- Aim of the task: Find the word "AppError" in the data, then copy each line where it is found.

- Entries taken from a collection:
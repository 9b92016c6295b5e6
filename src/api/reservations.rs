//! Venue reservation endpoints
//!
//! Anyone may request a reservation; only approved, upcoming reservations are
//! visible publicly. Staff review requests through the dashboard routes.

use axum::{
    extract::{Path, State},
    http::StatusCode,
    routing::{get, post},
    Router,
};
use chrono::Utc;
use serde::Serialize;
use tracing::info;
use uuid::Uuid;

use super::parse_uuid;
use crate::{
    db::{ReservationRepository, VenueRepository},
    models::{
        ReservationForm, ReservationStatus, ReservationStatusUpdate, ReservationSummary,
        ReservationView,
    },
    utils::{AppError, AppResult, Json},
    AppState,
};

/// Public read routes
pub fn public_routes() -> Router<AppState> {
    Router::new()
        .route("/events/reservations/", get(list_reservations))
        .route("/events/reservations/{id}/", get(get_reservation))
}

/// Public request form
pub fn submission_routes() -> Router<AppState> {
    Router::new().route("/events/reservations/create/", post(create_reservation))
}

/// Staff review routes (mounted under `/admin/api`)
pub fn staff_routes() -> Router<AppState> {
    Router::new()
        .route("/reservations/", get(list_recent_reservations))
        .route("/reservations/{id}/", get(get_any_reservation))
        .route("/reservation/status/", post(update_reservation_status))
}

/// GET /events/reservations/
async fn list_reservations(State(state): State<AppState>) -> AppResult<Json<Vec<ReservationView>>> {
    let reservations = ReservationRepository::new(&state.db)
        .list_public(Utc::now())
        .await?;

    Ok(Json(
        reservations
            .into_iter()
            .map(|(reservation, venue)| ReservationView::new(reservation, venue))
            .collect(),
    ))
}

/// GET /events/reservations/{id}/
///
/// Pending, rejected, cancelled and past reservations are reported as 404.
async fn get_reservation(
    State(state): State<AppState>,
    Path(id): Path<String>,
) -> AppResult<Json<ReservationView>> {
    let not_found = || AppError::not_found("Reservation not found");
    let id = Uuid::parse_str(id.trim()).map_err(|_| not_found())?;

    let (reservation, venue) = ReservationRepository::new(&state.db)
        .get_public(id, Utc::now())
        .await?
        .ok_or_else(not_found)?;

    Ok(Json(ReservationView::new(reservation, venue)))
}

/// POST /events/reservations/create/
///
/// Fields arrive as free text and are parsed server side; nothing is stored
/// when any of them is invalid.
async fn create_reservation(
    State(state): State<AppState>,
    Json(form): Json<ReservationForm>,
) -> AppResult<(StatusCode, Json<ReservationView>)> {
    let new = form.parse().map_err(AppError::bad_request)?;

    let reservation = ReservationRepository::new(&state.db).create(&new).await?;
    info!(
        reservation_id = %reservation.id,
        organization = %reservation.organization,
        start = %reservation.start_datetime,
        "Reservation requested"
    );

    let venue = match reservation.venue_id {
        Some(venue_id) => VenueRepository::new(&state.db).name_of(venue_id).await?,
        None => None,
    };

    Ok((
        StatusCode::CREATED,
        Json(ReservationView::new(reservation, venue)),
    ))
}

/// GET /admin/api/reservations/
async fn list_recent_reservations(
    State(state): State<AppState>,
) -> AppResult<Json<Vec<ReservationSummary>>> {
    let limit = state.config.dashboard.recent_reservations;
    Ok(Json(
        ReservationRepository::new(&state.db)
            .list_recent(limit)
            .await?,
    ))
}

/// GET /admin/api/reservations/{id}/
async fn get_any_reservation(
    State(state): State<AppState>,
    Path(id): Path<String>,
) -> AppResult<Json<ReservationView>> {
    let id = parse_uuid(&id, "reservation")?;
    let (reservation, venue) = ReservationRepository::new(&state.db)
        .get_by_id(id)
        .await?
        .ok_or_else(|| AppError::not_found("Reservation not found"))?;

    Ok(Json(ReservationView::new(reservation, venue)))
}

#[derive(Debug, Serialize)]
pub struct StatusUpdateResponse {
    pub success: bool,
    pub status: ReservationStatus,
}

/// POST /admin/api/reservation/status/ `{reservation_id, status}`
///
/// Any known status may replace any other.
async fn update_reservation_status(
    State(state): State<AppState>,
    Json(payload): Json<ReservationStatusUpdate>,
) -> AppResult<Json<StatusUpdateResponse>> {
    let reservation_id = payload
        .reservation_id
        .as_deref()
        .map(str::trim)
        .filter(|v| !v.is_empty());
    let status = payload
        .status
        .as_deref()
        .map(str::trim)
        .filter(|v| !v.is_empty());

    let (Some(reservation_id), Some(status)) = (reservation_id, status) else {
        return Err(AppError::bad_request("Missing required fields"));
    };

    let status: ReservationStatus = status.parse().map_err(AppError::bad_request)?;

    let not_found = || AppError::not_found("Reservation not found");
    let id = Uuid::parse_str(reservation_id).map_err(|_| not_found())?;

    if !ReservationRepository::new(&state.db)
        .set_status(id, status)
        .await?
    {
        return Err(not_found());
    }

    info!(reservation_id = %id, status = %status, "Reservation status updated");
    Ok(Json(StatusUpdateResponse {
        success: true,
        status,
    }))
}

- Answer for this exercise:
    utils::{AppError, AppResult, Json},
    let not_found = || AppError::not_found("Reservation not found");
    let new = form.parse().map_err(AppError::bad_request)?;
        .ok_or_else(|| AppError::not_found("Reservation not found"))?;
        return Err(AppError::bad_request("Missing required fields"));
    let status: ReservationStatus = status.parse().map_err(AppError::bad_request)?;
    let not_found = || AppError::not_found("Reservation not found");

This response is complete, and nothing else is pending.